Among the records that follow, find the line with "merely touch produce" and the line with "pub fn intersection_area(&self, other: &Rect)". Set down those lines and all lines between them exactly, without adding anything.

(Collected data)
════════════════════

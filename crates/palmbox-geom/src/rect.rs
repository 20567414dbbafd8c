use std::fmt;

use nalgebra::{Point2, Vector2};

/// An axis-aligned rectangle.
///
/// Rectangles are stored in center format, which is what detection networks regress. They are
/// allowed to have zero height and/or width. Negative dimensions are not allowed.
#[derive(Clone, Copy, PartialEq)]
pub struct Rect {
    center: Point2<f32>,
    size: Vector2<f32>,
}

impl Rect {
    /// Creates a rectangle extending outwards from a center point.
    #[inline]
    pub fn from_center(x_center: f32, y_center: f32, width: f32, height: f32) -> Self {
        Self {
            center: Point2::new(x_center, y_center),
            size: Vector2::new(width, height),
        }
    }

    /// Creates a rectangle extending downwards and right from a point.
    #[inline]
    pub fn from_top_left(top_left_x: f32, top_left_y: f32, width: f32, height: f32) -> Self {
        Self::from_center(
            top_left_x + width * 0.5,
            top_left_y + height * 0.5,
            width,
            height,
        )
    }

    /// Creates a rectangle from its top left and bottom right corners.
    ///
    /// # Panics
    ///
    /// Panics if `min` is not above and to the left of `max`.
    pub fn from_corners(min: Point2<f32>, max: Point2<f32>) -> Self {
        assert!(min.x <= max.x, "x_min={}, x_max={}", min.x, max.x);
        assert!(min.y <= max.y, "y_min={}, y_max={}", min.y, max.y);
        Self::from_top_left(min.x, min.y, max.x - min.x, max.y - min.y)
    }

    /// Computes the bounding rectangle that encompasses `points`.
    ///
    /// Returns [`None`] if `points` is an empty iterator.
    pub fn bounding<I: IntoIterator<Item = Point2<f32>>>(points: I) -> Option<Self> {
        let mut iter = points.into_iter();

        let first = iter.next()?;
        let (mut min, mut max) = (first, first);
        for pt in iter {
            min = min.inf(&pt);
            max = max.sup(&pt);
        }

        Some(Self::from_corners(min, max))
    }

    /// Returns the X coordinate of the left side of the rectangle.
    #[inline]
    pub fn x(&self) -> f32 {
        self.top_left().x
    }

    /// Returns the Y coordinate of the top side of the rectangle.
    #[inline]
    pub fn y(&self) -> f32 {
        self.top_left().y
    }

    #[inline]
    pub fn width(&self) -> f32 {
        self.size.x
    }

    #[inline]
    pub fn height(&self) -> f32 {
        self.size.y
    }

    #[inline]
    pub fn center(&self) -> Point2<f32> {
        self.center
    }

    #[inline]
    pub fn size(&self) -> Vector2<f32> {
        self.size
    }

    #[inline]
    pub fn top_left(&self) -> Point2<f32> {
        self.center - self.size * 0.5
    }

    #[inline]
    pub fn bottom_right(&self) -> Point2<f32> {
        self.center + self.size * 0.5
    }

    #[inline]
    pub fn area(&self) -> f32 {
        self.size.x * self.size.y
    }

    /// Returns the four corners, clockwise, starting at the top left.
    pub fn corners(&self) -> [Point2<f32>; 4] {
        let (min, max) = (self.top_left(), self.bottom_right());
        [
            min,
            Point2::new(max.x, min.y),
            max,
            Point2::new(min.x, max.y),
        ]
    }

    /// Computes the intersection of `self` and `other`.
    ///
    /// Returns [`None`] when the rectangles do not overlap. Rectangles that merely touch produce
    /// an intersection with zero area.
    pub fn intersection(&self, other: &Rect) -> Option<Rect> {
        let min = self.top_left().sup(&other.top_left());
        let max = self.bottom_right().inf(&other.bottom_right());
        if min.x > max.x || min.y > max.y {
            return None;
        }

        Some(Rect::from_corners(min, max))
    }

    /// Returns the area of the intersection of `self` and `other`.
    ///
    /// The overlap along each axis is clamped to 0, so this is never negative.
    pub fn intersection_area(&self, other: &Rect) -> f32 {
        let min = self.top_left().sup(&other.top_left());
        let max = self.bottom_right().inf(&other.bottom_right());
        f32::max(0.0, max.x - min.x) * f32::max(0.0, max.y - min.y)
    }

    /// Computes the Intersection over Union (IOU) of `self` and `other`.
    ///
    /// Returns 0.0 if both rectangles have zero area.
    pub fn iou(&self, other: &Rect) -> f32 {
        let intersection = self.intersection_area(other);
        let union = self.area() + other.area() - intersection;
        if union <= 0.0 {
            return 0.0;
        }
        intersection / union
    }

    /// Restricts `self` to the area covered by `bounds`.
    ///
    /// Returns [`None`] if nothing of `self` with a positive area is left.
    pub fn clip_to(&self, bounds: &Rect) -> Option<Rect> {
        self.intersection(bounds)
            .filter(|rect| rect.area() > 0.0)
    }
}

impl fmt::Debug for Rect {
    fn fmt(&self, f: &mut fmt::Formatter<'_>) -> fmt::Result {
        write!(
            f,
            "Rect @ ({},{})/{}x{}",
            self.center.x, self.center.y, self.size.x, self.size.y
        )
    }
}

#[cfg(test)]
mod tests {
    use approx::assert_abs_diff_eq;

    use super::*;

    #[test]
    fn center_and_corner_format() {
        let rect = Rect::from_center(10.0, 20.0, 4.0, 6.0);
        assert_eq!(rect.x(), 8.0);
        assert_eq!(rect.y(), 17.0);
        assert_eq!(rect.bottom_right(), Point2::new(12.0, 23.0));
        assert_eq!(
            Rect::from_top_left(8.0, 17.0, 4.0, 6.0),
            Rect::from_center(10.0, 20.0, 4.0, 6.0)
        );
        assert_eq!(
            rect.corners(),
            [
                Point2::new(8.0, 17.0),
                Point2::new(12.0, 17.0),
                Point2::new(12.0, 23.0),
                Point2::new(8.0, 23.0),
            ]
        );
    }

    #[test]
    fn bounding() {
        assert_eq!(Rect::bounding([]), None);

        let rect = Rect::bounding([
            Point2::new(1.0, 5.0),
            Point2::new(-2.0, 3.0),
            Point2::new(4.0, 4.0),
        ])
        .unwrap();
        assert_eq!(rect, Rect::from_top_left(-2.0, 3.0, 6.0, 2.0));
    }

    #[test]
    fn intersection() {
        let a = Rect::from_top_left(0.0, 0.0, 4.0, 4.0);
        let b = Rect::from_top_left(2.0, 1.0, 4.0, 4.0);
        assert_eq!(a.intersection(&b), Some(Rect::from_top_left(2.0, 1.0, 2.0, 3.0)));
        assert_eq!(a.intersection_area(&b), 6.0);

        let far = Rect::from_top_left(10.0, 10.0, 1.0, 1.0);
        assert_eq!(a.intersection(&far), None);
        assert_eq!(a.intersection_area(&far), 0.0);
    }

    #[test]
    fn iou_properties() {
        let a = Rect::from_center(0.0, 0.0, 2.0, 2.0);
        let b = Rect::from_center(1.0, 0.5, 3.0, 1.0);
        assert_eq!(a.iou(&a), 1.0);
        assert_eq!(a.iou(&b), b.iou(&a));

        let inner = Rect::from_top_left(-1.0, -1.0, 2.0, 1.0);
        assert_abs_diff_eq!(a.iou(&inner), 0.5);

        let disjoint = Rect::from_center(10.0, 0.0, 2.0, 2.0);
        assert_eq!(a.iou(&disjoint), 0.0);
        assert_eq!(disjoint.iou(&a), 0.0);

        let empty = Rect::from_center(0.0, 0.0, 0.0, 0.0);
        assert_eq!(empty.iou(&empty), 0.0);
    }

    #[test]
    fn iou_symmetry_random() {
        let mut rng = fastrand::Rng::with_seed(7);
        let mut rect = || {
            Rect::from_center(
                rng.f32() * 100.0,
                rng.f32() * 100.0,
                rng.f32() * 50.0 + 1.0,
                rng.f32() * 50.0 + 1.0,
            )
        };

        for _ in 0..500 {
            let (a, b) = (rect(), rect());
            let iou = a.iou(&b);
            assert!((0.0..=1.0).contains(&iou), "{a:?} {b:?} -> {iou}");
            assert_abs_diff_eq!(iou, b.iou(&a), epsilon = 1e-6);
            assert_abs_diff_eq!(a.iou(&a), 1.0, epsilon = 1e-4);
        }
    }

    #[test]
    fn clip() {
        let bounds = Rect::from_top_left(0.0, 0.0, 100.0, 50.0);
        let rect = Rect::from_top_left(-10.0, 40.0, 30.0, 30.0);
        assert_eq!(
            rect.clip_to(&bounds),
            Some(Rect::from_top_left(0.0, 40.0, 20.0, 10.0))
        );

        let outside = Rect::from_top_left(100.0, 0.0, 10.0, 10.0);
        assert_eq!(outside.clip_to(&bounds), None);
    }
}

════════════════════

• **Answer to this problem**:
    /// Returns [`None`] when the rectangles do not overlap. Rectangles that merely touch produce
    /// an intersection with zero area.
    pub fn intersection(&self, other: &Rect) -> Option<Rect> {
        let min = self.top_left().sup(&other.top_left());
        let max = self.bottom_right().inf(&other.bottom_right());
        if min.x > max.x || min.y > max.y {
            return None;
        }

        Some(Rect::from_corners(min, max))
    }

    /// Returns the area of the intersection of `self` and `other`.
    ///
    /// The overlap along each axis is clamped to 0, so this is never negative.
    pub fn intersection_area(&self, other: &Rect) -> f32 {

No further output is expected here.